**Brief**
Set down, please, without alteration, the lines of the entries below from the first through the one containing "service.prediction(USER, NodeId(node)).unwrap().unwrap().status".

(Records excerpted from a collection)
◆ ◆ ◆
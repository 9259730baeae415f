use std::sync::Arc;

use wc26_bracket::bracket::{BracketGraph, NodeId, Slot};
use wc26_bracket::collaborators::PredictionStore;
use wc26_bracket::error::BracketError;
use wc26_bracket::memory::{FixedGate, MemoryBackend};
use wc26_bracket::prediction::PredictionStatus;
use wc26_bracket::reachability::ReachabilityChecker;
use wc26_bracket::scoring::PointsTable;
use wc26_bracket::service::BracketService;
use wc26_bracket::third_place::ThirdPlaceTable;

const USER: u64 = 1;

fn service(enforced: bool) -> (BracketService, MemoryBackend) {
    let backend = MemoryBackend {
        gate: Arc::new(FixedGate::new(enforced)),
        ..MemoryBackend::new()
    };
    let service = BracketService::new(
        Arc::new(BracketGraph::world_cup_2026().unwrap()),
        Arc::new(ThirdPlaceTable::derived_2026().unwrap().clone()),
        PointsTable::default(),
        backend.collaborators(),
    );
    (service, backend)
}

/// Every group finishes in seed order: team `A2` is second in group A.
fn seeded(enforced: bool) -> (BracketService, MemoryBackend) {
    let (service, backend) = service(enforced);
    for group in "ABCDEFGHIJKL".chars() {
        for position in 1..=4u8 {
            backend
                .standings
                .set_place(USER, group, position, &format!("{group}{position}"));
        }
    }
    service.seed_user(USER).unwrap();
    (service, backend)
}

fn slot(service: &BracketService, node: u16, slot: Slot) -> Option<String> {
    service
        .prediction(USER, NodeId(node))
        .unwrap()
        .and_then(|p| p.slot_team(slot).map(str::to_string))
}

fn winner(service: &BracketService, node: u16) -> Option<String> {
    service.prediction(USER, NodeId(node)).unwrap().unwrap().winner
}

fn status(service: &BracketService, node: u16) -> PredictionStatus {
    service.prediction(USER, NodeId(node)).unwrap().unwrap().status
}

/// A2 through M73, M90, M97 and M101 into the final.
fn advance_a2(service: &BracketService) {
    service.set_winner(USER, NodeId(73), Some("A2")).unwrap();
    service.set_winner(USER, NodeId(75), Some("F1")).unwrap();
    service.set_winner(USER, NodeId(90), Some("A2")).unwrap();
    service.set_winner(USER, NodeId(97), Some("A2")).unwrap();
    service.set_winner(USER, NodeId(101), Some("A2")).unwrap();
}

#[test]
fn seeding_fills_group_slots_and_leaves_the_rest_empty() {
    let (service, _backend) = seeded(false);
    assert_eq!(slot(&service, 73, Slot::One).as_deref(), Some("A2"));
    assert_eq!(slot(&service, 73, Slot::Two).as_deref(), Some("B2"));
    assert_eq!(slot(&service, 74, Slot::One).as_deref(), Some("E1"));
    assert_eq!(slot(&service, 74, Slot::Two), None);
    assert_eq!(slot(&service, 90, Slot::One), None);
    assert_eq!(status(&service, 104), PredictionStatus::Invalid);

    // Re-seeding keeps existing rows.
    service.set_winner(USER, NodeId(73), Some("A2")).unwrap();
    assert_eq!(service.seed_user(USER).unwrap(), 0);
    assert_eq!(winner(&service, 73).as_deref(), Some("A2"));
}

#[test]
fn winner_propagates_into_the_next_slot() {
    let (service, _backend) = seeded(false);
    advance_a2(&service);

    assert_eq!(slot(&service, 90, Slot::One).as_deref(), Some("A2"));
    assert_eq!(slot(&service, 90, Slot::Two).as_deref(), Some("F1"));
    assert_eq!(slot(&service, 97, Slot::Two).as_deref(), Some("A2"));
    assert_eq!(slot(&service, 101, Slot::One).as_deref(), Some("A2"));
    assert_eq!(slot(&service, 104, Slot::One).as_deref(), Some("A2"));
    assert_eq!(status(&service, 101), PredictionStatus::Valid);
}

#[test]
fn changing_an_upstream_pick_clears_every_downstream_winner() {
    let (service, _backend) = seeded(false);
    advance_a2(&service);

    service.set_winner(USER, NodeId(73), Some("B2")).unwrap();

    assert_eq!(slot(&service, 90, Slot::One).as_deref(), Some("B2"));
    for node in [90, 97, 101] {
        assert_eq!(winner(&service, node), None, "M{node}");
        assert_eq!(status(&service, node), PredictionStatus::Invalid, "M{node}");
    }
    assert_eq!(slot(&service, 97, Slot::Two), None);
    assert_eq!(slot(&service, 101, Slot::One), None);
    assert_eq!(slot(&service, 104, Slot::One), None);
    // Unrelated branch untouched.
    assert_eq!(winner(&service, 75).as_deref(), Some("F1"));
}

#[test]
fn replaying_a_call_reproduces_the_same_rows() {
    let (service, backend) = seeded(false);
    advance_a2(&service);
    service.set_winner(USER, NodeId(73), Some("B2")).unwrap();
    let once = backend.predictions.load_user(USER).unwrap();

    service.set_winner(USER, NodeId(73), Some("B2")).unwrap();
    service.set_slot(USER, NodeId(73), 1, Some("A2")).unwrap();
    service.set_slot(USER, NodeId(73), 1, Some("A2")).unwrap();
    assert_eq!(backend.predictions.load_user(USER).unwrap(), once);
}

#[test]
fn rejected_inputs_write_nothing() {
    let (service, backend) = seeded(false);
    advance_a2(&service);
    let before = backend.predictions.load_user(USER).unwrap();

    let err = service
        .set_winner(USER, NodeId(73), Some("C1"))
        .unwrap_err();
    assert!(matches!(err, BracketError::InvalidInput(_)));
    let err = service.set_slot(USER, NodeId(73), 3, Some("C1")).unwrap_err();
    assert!(matches!(err, BracketError::InvalidInput(_)));
    let err = service.set_winner(USER, NodeId(12), None).unwrap_err();
    assert!(matches!(err, BracketError::InvalidInput(_)));

    assert_eq!(backend.predictions.load_user(USER).unwrap(), before);
}

#[test]
fn missing_row_is_ignored() {
    let (service, backend) = service(false);
    service.set_winner(7, NodeId(73), Some("A2")).unwrap();
    service.set_slot(7, NodeId(90), 1, None).unwrap();
    assert!(backend.predictions.is_empty());
}

#[test]
fn group_place_change_flows_into_round_of_32() {
    let (service, _backend) = seeded(false);
    advance_a2(&service);

    let touched = service
        .on_group_place_changed(USER, 'a', 2, Some("A2"), Some("A4"))
        .unwrap();
    assert_eq!(touched, vec![(NodeId(73), Slot::One)]);
    assert_eq!(slot(&service, 73, Slot::One).as_deref(), Some("A4"));
    assert_eq!(winner(&service, 73), None);
    assert_eq!(slot(&service, 90, Slot::One), None);
    assert_eq!(winner(&service, 101), None);

    let err = service
        .on_group_place_changed(USER, 'Q', 1, None, Some("X"))
        .unwrap_err();
    assert!(matches!(err, BracketError::InvalidInput(_)));
}

#[test]
fn round_of_32_picks_are_trusted_when_enforced() {
    let (service, backend) = seeded(true);
    service.set_winner(USER, NodeId(73), Some("A2")).unwrap();
    assert_eq!(status(&service, 73), PredictionStatus::Valid);

    let checker = ReachabilityChecker::new(service.graph(), backend.results.as_ref());
    assert!(checker.can_occupy(NodeId(73), "A2").unwrap());
    assert!(checker.can_occupy(NodeId(73), "anyone").unwrap());
}

#[test]
fn known_contestants_make_other_picks_unreachable() {
    let (service, backend) = seeded(true);
    backend.results.set_teams(NodeId(73), "A2", "B2").unwrap();
    backend.results.set_teams(NodeId(75), "C2", "F2").unwrap();

    service.set_winner(USER, NodeId(75), Some("F1")).unwrap();
    assert_eq!(status(&service, 75), PredictionStatus::Unreachable);
    let p = service.prediction(USER, NodeId(75)).unwrap().unwrap();
    assert!(!p.slot1_valid);
    assert!(p.slot2_valid);

    // Flipping the gate off and refreshing clears the flag.
    backend.gate.set(false);
    assert!(service.refresh_statuses(USER).unwrap() > 0);
    assert_eq!(status(&service, 75), PredictionStatus::Valid);
}

#[test]
fn semi_final_loser_feeds_the_third_place_match() {
    let (service, _backend) = seeded(false);
    advance_a2(&service);
    // K2 through M83, M93, M98 into the other side of M101.
    service.set_winner(USER, NodeId(83), Some("K2")).unwrap();
    service.set_winner(USER, NodeId(93), Some("K2")).unwrap();
    service.set_winner(USER, NodeId(98), Some("K2")).unwrap();
    assert_eq!(slot(&service, 103, Slot::One).as_deref(), Some("K2"));

    service.set_winner(USER, NodeId(101), Some("K2")).unwrap();
    assert_eq!(slot(&service, 103, Slot::One).as_deref(), Some("A2"));
    assert_eq!(slot(&service, 104, Slot::One).as_deref(), Some("K2"));
}
use std::fmt;
use std::str::FromStr;

use serde::{Deserialize, Serialize};

use crate::bracket::{NodeId, Slot};
use crate::error::{BracketError, BracketResult};

pub type UserId = u64;

#[derive(Debug, Clone, Copy, PartialEq, Eq, Hash, Serialize, Deserialize)]
#[serde(rename_all = "SCREAMING_SNAKE_CASE")]
pub enum PredictionStatus {
    Invalid,
    Valid,
    Unreachable,
    CorrectFull,
    CorrectPartial,
    Incorrect,
}

impl PredictionStatus {
    /// Statuses assigned by result reconciliation. Pre-result resolution never
    /// overwrites them.
    pub fn is_post_result(self) -> bool {
        matches!(
            self,
            PredictionStatus::CorrectFull
                | PredictionStatus::CorrectPartial
                | PredictionStatus::Incorrect
        )
    }

    pub fn as_str(self) -> &'static str {
        match self {
            PredictionStatus::Invalid => "INVALID",
            PredictionStatus::Valid => "VALID",
            PredictionStatus::Unreachable => "UNREACHABLE",
            PredictionStatus::CorrectFull => "CORRECT_FULL",
            PredictionStatus::CorrectPartial => "CORRECT_PARTIAL",
            PredictionStatus::Incorrect => "INCORRECT",
        }
    }
}

impl fmt::Display for PredictionStatus {
    fn fmt(&self, f: &mut fmt::Formatter<'_>) -> fmt::Result {
        f.write_str(self.as_str())
    }
}

impl FromStr for PredictionStatus {
    type Err = String;

    fn from_str(raw: &str) -> Result<Self, Self::Err> {
        match raw {
            "INVALID" => Ok(PredictionStatus::Invalid),
            "VALID" => Ok(PredictionStatus::Valid),
            "UNREACHABLE" => Ok(PredictionStatus::Unreachable),
            "CORRECT_FULL" => Ok(PredictionStatus::CorrectFull),
            "CORRECT_PARTIAL" => Ok(PredictionStatus::CorrectPartial),
            "INCORRECT" => Ok(PredictionStatus::Incorrect),
            other => Err(format!("unknown prediction status {other:?}")),
        }
    }
}

/// Read-only shape shared by stored predictions and their drafts.
pub trait PredictionView {
    fn node(&self) -> NodeId;
    fn slot1(&self) -> Option<&str>;
    fn slot2(&self) -> Option<&str>;
    fn winner(&self) -> Option<&str>;
    fn status(&self) -> PredictionStatus;

    fn slot(&self, slot: Slot) -> Option<&str> {
        match slot {
            Slot::One => self.slot1(),
            Slot::Two => self.slot2(),
        }
    }
}

/// A user's pick at one fixture. Only the propagation engine and the result
/// reconciler write these.
#[derive(Debug, Clone, PartialEq, Eq, Serialize, Deserialize)]
pub struct Prediction {
    pub user: UserId,
    pub node: NodeId,
    pub slot1: Option<String>,
    pub slot2: Option<String>,
    pub winner: Option<String>,
    pub slot1_valid: bool,
    pub slot2_valid: bool,
    pub status: PredictionStatus,
    pub points: u32,
}

impl Prediction {
    pub fn new(user: UserId, node: NodeId) -> Self {
        Self {
            user,
            node,
            slot1: None,
            slot2: None,
            winner: None,
            slot1_valid: false,
            slot2_valid: false,
            status: PredictionStatus::Invalid,
            points: 0,
        }
    }

    pub fn slot_team(&self, slot: Slot) -> Option<&str> {
        match slot {
            Slot::One => self.slot1.as_deref(),
            Slot::Two => self.slot2.as_deref(),
        }
    }

    pub fn set_slot_team(&mut self, slot: Slot, team: Option<String>) {
        match slot {
            Slot::One => self.slot1 = team,
            Slot::Two => self.slot2 = team,
        }
    }

    pub fn slot_valid(&self, slot: Slot) -> bool {
        match slot {
            Slot::One => self.slot1_valid,
            Slot::Two => self.slot2_valid,
        }
    }

    pub fn set_slot_valid(&mut self, slot: Slot, valid: bool) {
        match slot {
            Slot::One => self.slot1_valid = valid,
            Slot::Two => self.slot2_valid = valid,
        }
    }

    pub fn slot_of(&self, team: &str) -> Option<Slot> {
        Slot::BOTH
            .into_iter()
            .find(|slot| self.slot_team(*slot) == Some(team))
    }

    /// The slot team that is not the recorded winner, once a winner exists.
    pub fn predicted_loser(&self) -> Option<&str> {
        let winner = self.winner.as_deref()?;
        let winner_slot = self.slot_of(winner)?;
        self.slot_team(winner_slot.other())
    }
}

impl PredictionView for Prediction {
    fn node(&self) -> NodeId {
        self.node
    }

    fn slot1(&self) -> Option<&str> {
        self.slot1.as_deref()
    }

    fn slot2(&self) -> Option<&str> {
        self.slot2.as_deref()
    }

    fn winner(&self) -> Option<&str> {
        self.winner.as_deref()
    }

    fn status(&self) -> PredictionStatus {
        self.status
    }
}

/// Disposable projection of a [`Prediction`], rebuilt on every request.
/// `current_winner` is display-only and never fed back into propagation.
#[derive(Debug, Clone, PartialEq, Eq, Serialize)]
pub struct DraftPrediction {
    pub user: UserId,
    pub node: NodeId,
    pub slot1: Option<String>,
    pub slot2: Option<String>,
    pub winner: Option<String>,
    pub current_winner: Option<String>,
    pub status: PredictionStatus,
    pub from_result: bool,
}

impl PredictionView for DraftPrediction {
    fn node(&self) -> NodeId {
        self.node
    }

    fn slot1(&self) -> Option<&str> {
        self.slot1.as_deref()
    }

    fn slot2(&self) -> Option<&str> {
        self.slot2.as_deref()
    }

    fn winner(&self) -> Option<&str> {
        self.winner.as_deref()
    }

    fn status(&self) -> PredictionStatus {
        self.status
    }
}

/// Real outcome of a fixture. All fields stay `None` until decided; the
/// winner never changes once set.
#[derive(Debug, Clone, Default, PartialEq, Eq, Serialize, Deserialize)]
pub struct MatchResult {
    pub slot1: Option<String>,
    pub slot2: Option<String>,
    pub winner: Option<String>,
}

impl MatchResult {
    pub fn decided(slot1: &str, slot2: &str, winner: &str) -> Self {
        Self {
            slot1: Some(slot1.to_string()),
            slot2: Some(slot2.to_string()),
            winner: Some(winner.to_string()),
        }
    }

    pub fn is_decided(&self) -> bool {
        self.winner.is_some()
    }

    pub fn teams_known(&self) -> bool {
        self.slot1.is_some() && self.slot2.is_some()
    }

    pub fn involves(&self, team: &str) -> bool {
        self.slot1.as_deref() == Some(team) || self.slot2.as_deref() == Some(team)
    }
}

/// Checks a decided fixture's teams and returns the loser.
pub fn result_loser<'a>(slot1: &'a str, slot2: &'a str, winner: &str) -> BracketResult<&'a str> {
    if slot1.trim().is_empty() || slot2.trim().is_empty() {
        return Err(BracketError::invalid("result needs both teams"));
    }
    if slot1 == slot2 {
        return Err(BracketError::invalid(format!(
            "result lists {slot1} on both sides"
        )));
    }
    if winner == slot1 {
        Ok(slot2)
    } else if winner == slot2 {
        Ok(slot1)
    } else {
        Err(BracketError::invalid(format!(
            "winner {winner} did not play {slot1} v {slot2}"
        )))
    }
}

/// Collapses the empty/placeholder team markers callers send into `None`.
pub fn normalize_team(team: Option<&str>) -> Option<String> {
    let trimmed = team?.trim();
    if trimmed.is_empty()
        || trimmed.eq_ignore_ascii_case("none")
        || trimmed.eq_ignore_ascii_case("null")
    {
        return None;
    }
    Some(trimmed.to_string())
}
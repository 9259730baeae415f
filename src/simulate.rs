//! Random end-to-end tournament: users fill brackets from random group
//! standings, then a random real knockout stage is played through the
//! result flow.

use std::collections::HashMap;

use rand::rngs::StdRng;
use rand::seq::SliceRandom;
use rand::{Rng, SeedableRng};
use rayon::prelude::*;
use serde::Serialize;
use tracing::info;

use crate::bracket::{DerivationSource, GROUP_LETTERS, NodeId, Slot, Stage, THIRD_PLACE_SLOTS};
use crate::collaborators::{GroupStandingsProvider, ResultEntry};
use crate::error::{BracketError, BracketResult};
use crate::memory::MemoryStandings;
use crate::prediction::UserId;
use crate::reconcile::ReconcileSummary;
use crate::service::BracketService;
use crate::third_place::QualifierKey;

#[derive(Debug, Clone, Copy)]
pub struct SimulationOptions {
    pub users: usize,
    pub seed: u64,
}

impl Default for SimulationOptions {
    fn default() -> Self {
        Self {
            users: 100,
            seed: 2026,
        }
    }
}

#[derive(Debug, Clone, Default, Serialize)]
pub struct SimulationReport {
    pub users: usize,
    pub fixtures_played: usize,
    pub full_hits: usize,
    pub partial_hits: usize,
    pub invalidated: usize,
    pub champion: Option<String>,
    pub leaderboard: Vec<(UserId, u32)>,
}

/// Team code `A1`..`L4`: group letter plus pot number.
pub fn team_code(group: char, pot: u8) -> String {
    format!("{group}{pot}")
}

/// Random final standings for every group, keyed by `(group, position)`.
pub fn random_standings(rng: &mut impl Rng) -> HashMap<(char, u8), String> {
    let mut out = HashMap::with_capacity(GROUP_LETTERS.len() * 4);
    for group in GROUP_LETTERS {
        let mut pots: Vec<u8> = (1..=4).collect();
        pots.shuffle(rng);
        for (i, pot) in pots.into_iter().enumerate() {
            out.insert((group, i as u8 + 1), team_code(group, pot));
        }
    }
    out
}

/// Eight random groups whose third-placed team advances.
pub fn random_qualifiers(rng: &mut impl Rng) -> Vec<char> {
    let mut groups = GROUP_LETTERS.to_vec();
    groups.shuffle(rng);
    groups.truncate(THIRD_PLACE_SLOTS as usize);
    groups
}

fn user_rng(seed: u64, user: UserId) -> StdRng {
    StdRng::seed_from_u64(seed ^ user.wrapping_mul(0x9E37_79B9_7F4A_7C15))
}

/// Fills one user's bracket: standings, third-place qualifiers, then a
/// random pick at every fixture in stage order.
pub fn fill_user(
    service: &BracketService,
    standings: &MemoryStandings,
    user: UserId,
    rng: &mut impl Rng,
) -> BracketResult<()> {
    for ((group, position), team) in random_standings(rng) {
        standings.set_place(user, group, position, &team);
    }
    service.seed_user(user)?;

    let qualifiers: Vec<String> = random_qualifiers(rng)
        .into_iter()
        .map(|group| {
            standings
                .get_place(user, group, 3)?
                .ok_or_else(|| anyhow::anyhow!("no third place in group {group}"))
        })
        .collect::<anyhow::Result<_>>()?;
    service.on_third_place_qualifiers_changed(user, &qualifiers)?;

    for stage in Stage::ALL {
        let nodes: Vec<NodeId> = service.graph().nodes_in_stage(stage).map(|n| n.id).collect();
        for node in nodes {
            let Some(prediction) = service.prediction(user, node)? else {
                continue;
            };
            let (Some(slot1), Some(slot2)) = (prediction.slot1, prediction.slot2) else {
                continue;
            };
            let pick = if rng.gen_bool(0.5) { slot1 } else { slot2 };
            service.set_winner(user, node, Some(&pick))?;
        }
    }
    Ok(())
}

/// Seeds `options.users` random brackets, plays a random tournament through
/// `entry` and `service.record_result`, and returns the final table.
pub fn run(
    service: &BracketService,
    standings: &MemoryStandings,
    entry: &dyn ResultEntry,
    options: &SimulationOptions,
) -> BracketResult<SimulationReport> {
    let users: Vec<UserId> = (1..=options.users as UserId).collect();
    users.par_iter().try_for_each(|user| {
        let mut rng = user_rng(options.seed, *user);
        fill_user(service, standings, *user, &mut rng)
    })?;
    info!(users = users.len(), "brackets filled");

    let mut rng = StdRng::seed_from_u64(options.seed);
    let real = random_standings(&mut rng);
    let key = QualifierKey::from_groups(random_qualifiers(&mut rng))?;
    let assignment = *service.third_place_table().assignment(key)?;

    let mut winners: HashMap<NodeId, String> = HashMap::new();
    let mut losers: HashMap<NodeId, String> = HashMap::new();
    let mut report = SimulationReport {
        users: users.len(),
        ..SimulationReport::default()
    };

    for stage in Stage::ALL {
        let nodes: Vec<_> = service.graph().nodes_in_stage(stage).cloned().collect();
        for node in nodes {
            let mut teams = Vec::with_capacity(2);
            for slot in Slot::BOTH {
                let team = match node.source(slot) {
                    DerivationSource::GroupPosition { group, position } => {
                        real.get(&(*group, *position)).cloned()
                    }
                    DerivationSource::ThirdPlaceSlot(index) => assignment
                        .get(usize::from(*index) - 1)
                        .and_then(|group| real.get(&(*group, 3)).cloned()),
                    DerivationSource::WinnerOf(up) => winners.get(up).cloned(),
                    DerivationSource::LoserOf(up) => losers.get(up).cloned(),
                };
                let team = team.ok_or_else(|| {
                    BracketError::config(format!("cannot resolve {} of {}", slot.index(), node.id))
                })?;
                teams.push(team);
            }
            let (slot1, slot2) = (teams[0].as_str(), teams[1].as_str());
            let (winner, loser) = if rng.gen_bool(0.5) {
                (slot1, slot2)
            } else {
                (slot2, slot1)
            };

            entry.enter_result(node.id, slot1, slot2, winner)?;
            let summary = service.record_result(node.id, slot1, slot2, winner)?;
            tally(&mut report, &summary);
            winners.insert(node.id, winner.to_string());
            losers.insert(node.id, loser.to_string());
        }

        users
            .par_iter()
            .try_for_each(|user| service.refresh_statuses(*user).map(|_| ()))?;
        info!(stage = stage.label(), "stage played");
    }

    report.champion = winners.get(&service.graph().final_node()).cloned();
    let mut leaderboard = users
        .iter()
        .map(|user| Ok((*user, service.knockout_score(*user)?)))
        .collect::<BracketResult<Vec<_>>>()?;
    leaderboard.sort_by(|a, b| b.1.cmp(&a.1).then(a.0.cmp(&b.0)));
    report.leaderboard = leaderboard;
    Ok(report)
}

fn tally(report: &mut SimulationReport, summary: &ReconcileSummary) {
    report.fixtures_played += 1;
    report.full_hits += summary.full;
    report.partial_hits += summary.partial;
    report.invalidated += summary.invalidated;
}

#[cfg(test)]
mod tests {
    use super::*;

    #[test]
    fn standings_place_every_team_once() {
        let mut rng = StdRng::seed_from_u64(7);
        let standings = random_standings(&mut rng);
        assert_eq!(standings.len(), 48);
        let mut teams: Vec<&String> = standings.values().collect();
        teams.sort();
        teams.dedup();
        assert_eq!(teams.len(), 48);
    }

    #[test]
    fn qualifiers_are_eight_distinct_groups() {
        let mut rng = StdRng::seed_from_u64(7);
        let groups = random_qualifiers(&mut rng);
        assert!(QualifierKey::from_groups(groups).is_ok());
    }
}
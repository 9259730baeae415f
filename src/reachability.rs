use std::collections::HashSet;

use anyhow::Result;

use crate::bracket::{NodeId, SlotSources};
use crate::collaborators::MatchResults;

/// Answers whether a team can still legitimately occupy a fixture.
pub struct ReachabilityChecker<'a> {
    graph: &'a dyn SlotSources,
    results: &'a dyn MatchResults,
}

impl<'a> ReachabilityChecker<'a> {
    pub fn new(graph: &'a dyn SlotSources, results: &'a dyn MatchResults) -> Self {
        Self { graph, results }
    }

    pub fn can_occupy(&self, node: NodeId, team: &str) -> Result<bool> {
        self.can_occupy_from(node, team, &HashSet::new())
    }

    fn can_occupy_from(&self, node: NodeId, team: &str, visited: &HashSet<NodeId>) -> Result<bool> {
        if visited.contains(&node) {
            return Ok(false);
        }

        // Known contestants are ground truth.
        let result = self.results.result(node)?;
        if result.is_decided() || result.teams_known() {
            return Ok(result.involves(team));
        }

        let (Some(stage), Some((source1, source2))) =
            (self.graph.stage_of(node), self.graph.sources_of(node))
        else {
            return Ok(false);
        };

        let upstream: Vec<NodeId> = [source1, source2]
            .iter()
            .filter_map(|source| source.upstream())
            .collect();

        // Group and third-place picks are trusted as given.
        if upstream.is_empty() {
            return Ok(stage.is_leaf());
        }

        for up in upstream {
            let mut branch = visited.clone();
            branch.insert(node);
            if self.can_occupy_from(up, team, &branch)? {
                return Ok(true);
            }
        }
        Ok(false)
    }

    /// Whether `team` already lost a decided fixture whose winner feeds
    /// `node`, directly or through undecided fixtures in between.
    pub fn lost_before(&self, node: NodeId, team: &str) -> Result<bool> {
        self.lost_before_from(node, team, &mut HashSet::new())
    }

    fn lost_before_from(
        &self,
        node: NodeId,
        team: &str,
        visited: &mut HashSet<NodeId>,
    ) -> Result<bool> {
        if !visited.insert(node) {
            return Ok(false);
        }
        let Some((source1, source2)) = self.graph.sources_of(node) else {
            return Ok(false);
        };
        for up in [source1, source2].iter().filter_map(|s| s.winner_of()) {
            let result = self.results.result(up)?;
            if result.is_decided() {
                if result.involves(team) && result.winner.as_deref() != Some(team) {
                    return Ok(true);
                }
                continue;
            }
            if self.lost_before_from(up, team, visited)? {
                return Ok(true);
            }
        }
        Ok(false)
    }
}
◆ ◆ ◆
**Completed exercise**
repository 9259730baeae415f
use std::sync::Arc;

use wc26_bracket::bracket::{BracketGraph, NodeId, Slot};
use wc26_bracket::collaborators::PredictionStore;
use wc26_bracket::error::BracketError;
use wc26_bracket::memory::{FixedGate, MemoryBackend};
use wc26_bracket::prediction::PredictionStatus;
use wc26_bracket::reachability::ReachabilityChecker;
use wc26_bracket::scoring::PointsTable;
use wc26_bracket::service::BracketService;
use wc26_bracket::third_place::ThirdPlaceTable;

const USER: u64 = 1;

fn service(enforced: bool) -> (BracketService, MemoryBackend) {
    let backend = MemoryBackend {
        gate: Arc::new(FixedGate::new(enforced)),
        ..MemoryBackend::new()
    };
    let service = BracketService::new(
        Arc::new(BracketGraph::world_cup_2026().unwrap()),
        Arc::new(ThirdPlaceTable::derived_2026().unwrap().clone()),
        PointsTable::default(),
        backend.collaborators(),
    );
    (service, backend)
}

/// Every group finishes in seed order: team `A2` is second in group A.
fn seeded(enforced: bool) -> (BracketService, MemoryBackend) {
    let (service, backend) = service(enforced);
    for group in "ABCDEFGHIJKL".chars() {
        for position in 1..=4u8 {
            backend
                .standings
                .set_place(USER, group, position, &format!("{group}{position}"));
        }
    }
    service.seed_user(USER).unwrap();
    (service, backend)
}

fn slot(service: &BracketService, node: u16, slot: Slot) -> Option<String> {
    service
        .prediction(USER, NodeId(node))
        .unwrap()
        .and_then(|p| p.slot_team(slot).map(str::to_string))
}

fn winner(service: &BracketService, node: u16) -> Option<String> {
    service.prediction(USER, NodeId(node)).unwrap().unwrap().winner
}

fn status(service: &BracketService, node: u16) -> PredictionStatus {
    service.prediction(USER, NodeId(node)).unwrap().unwrap().status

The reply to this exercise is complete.